• **Task details**:
Show all lines of the listing that hold the word "operand".

====== Excerpted records ======

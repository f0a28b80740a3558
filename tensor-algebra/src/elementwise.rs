//! Position-wise combinators and the algebra-bound entrywise operations built on them.
//!
//! The free functions require every input and the destination to share one shape and never reshape
//! the destination. Since a destination cannot alias a borrowed input, the in-place variants cover the
//! `a = op(a, b)` case.

use crate::shape::ensure_same_shape;
use crate::{Result, Tensor, TensorError};
use scalar_algebra::{Conjugate, Field, Ring};

/// `dst[i] = op(src[i])`
pub fn map<T, U, const N: usize>(
    src: &Tensor<T, N>,
    dst: &mut Tensor<U, N>,
    mut op: impl FnMut(&T) -> U,
) -> Result<()> {
    ensure_same_shape("map destination", src.shape(), dst.shape())?;

    for (out, x) in dst.data.iter_mut().zip(&src.data) {
        *out = op(x);
    }
    Ok(())
}

/// `dst[i] = op(a[i], b[i])`
pub fn zip<T, U, V, const N: usize>(
    a: &Tensor<T, N>,
    b: &Tensor<U, N>,
    dst: &mut Tensor<V, N>,
    mut op: impl FnMut(&T, &U) -> V,
) -> Result<()> {
    ensure_same_shape("zip operand", a.shape(), b.shape())?;
    ensure_same_shape("zip destination", a.shape(), dst.shape())?;

    for ((out, x), y) in dst.data.iter_mut().zip(&a.data).zip(&b.data) {
        *out = op(x, y);
    }
    Ok(())
}

/// `dst[i] = op(a[i], b[i], c[i])`
pub fn zip3<T, U, V, W, const N: usize>(
    a: &Tensor<T, N>,
    b: &Tensor<U, N>,
    c: &Tensor<V, N>,
    dst: &mut Tensor<W, N>,
    mut op: impl FnMut(&T, &U, &V) -> W,
) -> Result<()> {
    ensure_same_shape("zip3 operand", a.shape(), b.shape())?;
    ensure_same_shape("zip3 operand", a.shape(), c.shape())?;
    ensure_same_shape("zip3 destination", a.shape(), dst.shape())?;

    for (((out, x), y), z) in dst.data.iter_mut().zip(&a.data).zip(&b.data).zip(&c.data) {
        *out = op(x, y, z);
    }
    Ok(())
}

/// `dst[i] = op(dst[i])`
pub fn map_in_place<T, const N: usize>(dst: &mut Tensor<T, N>, mut op: impl FnMut(&T) -> T) {
    for x in dst.data.iter_mut() {
        *x = op(&*x);
    }
}

/// `dst[i] = op(dst[i], b[i])`
pub fn zip_in_place<T, U, const N: usize>(
    dst: &mut Tensor<T, N>,
    b: &Tensor<U, N>,
    mut op: impl FnMut(&T, &U) -> T,
) -> Result<()> {
    ensure_same_shape("zip operand", dst.shape(), b.shape())?;

    for (x, y) in dst.data.iter_mut().zip(&b.data) {
        *x = op(&*x, y);
    }
    Ok(())
}

fn map_new<T, U, const N: usize>(src: &Tensor<T, N>, op: impl FnMut(&T) -> U) -> Tensor<U, N> {
    Tensor {
        data: src.data.iter().map(op).collect(),
        index: src.index.clone(),
    }
}

fn zip_new<T, U, V, const N: usize>(
    a: &Tensor<T, N>,
    b: &Tensor<U, N>,
    mut op: impl FnMut(&T, &U) -> V,
) -> Result<Tensor<V, N>> {
    ensure_same_shape("zip operand", a.shape(), b.shape())?;

    Ok(Tensor {
        data: a.data.iter().zip(&b.data).map(|(x, y)| op(x, y)).collect(),
        index: a.index.clone(),
    })
}

impl<T: Clone, const N: usize> Tensor<T, N> {
    pub fn add<A: Ring<Element = T>>(&self, alg: &A, other: &Self) -> Result<Self> {
        zip_new(self, other, |x, y| alg.add(x, y))
    }

    pub fn add_into<A: Ring<Element = T>>(&self, alg: &A, other: &Self, dst: &mut Self) -> Result<()> {
        zip(self, other, dst, |x, y| alg.add(x, y))
    }

    pub fn add_assign<A: Ring<Element = T>>(&mut self, alg: &A, other: &Self) -> Result<()> {
        zip_in_place(self, other, |x, y| alg.add(x, y))
    }

    pub fn subtract<A: Ring<Element = T>>(&self, alg: &A, other: &Self) -> Result<Self> {
        zip_new(self, other, |x, y| alg.subtract(x, y))
    }

    pub fn subtract_into<A: Ring<Element = T>>(
        &self,
        alg: &A,
        other: &Self,
        dst: &mut Self,
    ) -> Result<()> {
        zip(self, other, dst, |x, y| alg.subtract(x, y))
    }

    pub fn subtract_assign<A: Ring<Element = T>>(&mut self, alg: &A, other: &Self) -> Result<()> {
        zip_in_place(self, other, |x, y| alg.subtract(x, y))
    }

    /// Hadamard product, `self[i] * other[i]`.
    pub fn multiply_entrywise<A: Ring<Element = T>>(&self, alg: &A, other: &Self) -> Result<Self> {
        zip_new(self, other, |x, y| alg.multiply(x, y))
    }

    pub fn multiply_entrywise_into<A: Ring<Element = T>>(
        &self,
        alg: &A,
        other: &Self,
        dst: &mut Self,
    ) -> Result<()> {
        zip(self, other, dst, |x, y| alg.multiply(x, y))
    }

    pub fn multiply_entrywise_assign<A: Ring<Element = T>>(
        &mut self,
        alg: &A,
        other: &Self,
    ) -> Result<()> {
        zip_in_place(self, other, |x, y| alg.multiply(x, y))
    }

    pub fn negate<A: Ring<Element = T>>(&self, alg: &A) -> Self {
        map_new(self, |x| alg.negate(x))
    }

    pub fn negate_into<A: Ring<Element = T>>(&self, alg: &A, dst: &mut Self) -> Result<()> {
        map(self, dst, |x| alg.negate(x))
    }

    pub fn negate_assign<A: Ring<Element = T>>(&mut self, alg: &A) {
        map_in_place(self, |x| alg.negate(x));
    }

    /// Left scalar multiplication, `factor * self[i]`.
    pub fn scale<A: Ring<Element = T>>(&self, alg: &A, factor: &T) -> Self {
        map_new(self, |x| alg.multiply(factor, x))
    }

    pub fn scale_into<A: Ring<Element = T>>(&self, alg: &A, factor: &T, dst: &mut Self) -> Result<()> {
        map(self, dst, |x| alg.multiply(factor, x))
    }

    pub fn scale_assign<A: Ring<Element = T>>(&mut self, alg: &A, factor: &T) {
        map_in_place(self, |x| alg.multiply(factor, x));
    }

    /// Fused `self[i] * b[i] + c[i]`.
    pub fn multiply_add<A: Ring<Element = T>>(&self, alg: &A, b: &Self, c: &Self) -> Result<Self> {
        let mut dst = Self {
            data: self.data.clone(),
            index: self.index.clone(),
        };
        self.multiply_add_into(alg, b, c, &mut dst)?;
        Ok(dst)
    }

    pub fn multiply_add_into<A: Ring<Element = T>>(
        &self,
        alg: &A,
        b: &Self,
        c: &Self,
        dst: &mut Self,
    ) -> Result<()> {
        zip3(self, b, c, dst, |x, y, z| alg.add(&alg.multiply(x, y), z))
    }

    pub fn multiply_add_assign<A: Ring<Element = T>>(&mut self, alg: &A, b: &Self, c: &Self) -> Result<()> {
        ensure_same_shape("multiply_add operand", self.shape(), b.shape())?;
        ensure_same_shape("multiply_add operand", self.shape(), c.shape())?;

        for ((x, y), z) in self.data.iter_mut().zip(&b.data).zip(&c.data) {
            *x = alg.add(&alg.multiply(x, y), z);
        }
        Ok(())
    }

    /// Entrywise right division `self[i] * other[i]^-1`. Fails before writing anything when a divisor
    /// is zero.
    pub fn divide_entrywise<A: Field<Element = T>>(&self, alg: &A, other: &Self) -> Result<Self> {
        let inverses = invert_all(alg, other)?;
        zip_new(self, &inverses, |x, y| alg.multiply(x, y))
    }

    pub fn divide_entrywise_into<A: Field<Element = T>>(
        &self,
        alg: &A,
        other: &Self,
        dst: &mut Self,
    ) -> Result<()> {
        ensure_same_shape("divide destination", self.shape(), dst.shape())?;
        let inverses = invert_all(alg, other)?;
        zip(self, &inverses, dst, |x, y| alg.multiply(x, y))
    }

    pub fn divide_entrywise_assign<A: Field<Element = T>>(&mut self, alg: &A, other: &Self) -> Result<()> {
        ensure_same_shape("divide operand", self.shape(), other.shape())?;
        let inverses = invert_all(alg, other)?;
        zip_in_place(self, &inverses, |x, y| alg.multiply(x, y))
    }

    pub fn conjugate<A: Conjugate<Element = T>>(&self, alg: &A) -> Self {
        map_new(self, |x| alg.conjugate(x))
    }

    pub fn conjugate_into<A: Conjugate<Element = T>>(&self, alg: &A, dst: &mut Self) -> Result<()> {
        map(self, dst, |x| alg.conjugate(x))
    }

    pub fn conjugate_assign<A: Conjugate<Element = T>>(&mut self, alg: &A) {
        map_in_place(self, |x| alg.conjugate(x));
    }
}

fn invert_all<A: Field, const N: usize>(alg: &A, src: &Tensor<A::Element, N>) -> Result<Tensor<A::Element, N>> {
    let data = src
        .data
        .iter()
        .enumerate()
        .map(|(offset, x)| {
            alg.invert(x).ok_or_else(|| {
                TensorError::InvalidArgument(format!("Division by zero at offset {offset}"))
            })
        })
        .collect::<Result<Vec<_>>>()?;

    Ok(Tensor {
        data,
        index: src.index.clone(),
    })
}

======

• **Task response**:
    ensure_same_shape("zip operand", a.shape(), b.shape())?;
    ensure_same_shape("zip3 operand", a.shape(), b.shape())?;
    ensure_same_shape("zip3 operand", a.shape(), c.shape())?;
    ensure_same_shape("zip operand", dst.shape(), b.shape())?;
    ensure_same_shape("zip operand", a.shape(), b.shape())?;
        ensure_same_shape("multiply_add operand", self.shape(), b.shape())?;
        ensure_same_shape("multiply_add operand", self.shape(), c.shape())?;
        ensure_same_shape("divide operand", self.shape(), other.shape())?;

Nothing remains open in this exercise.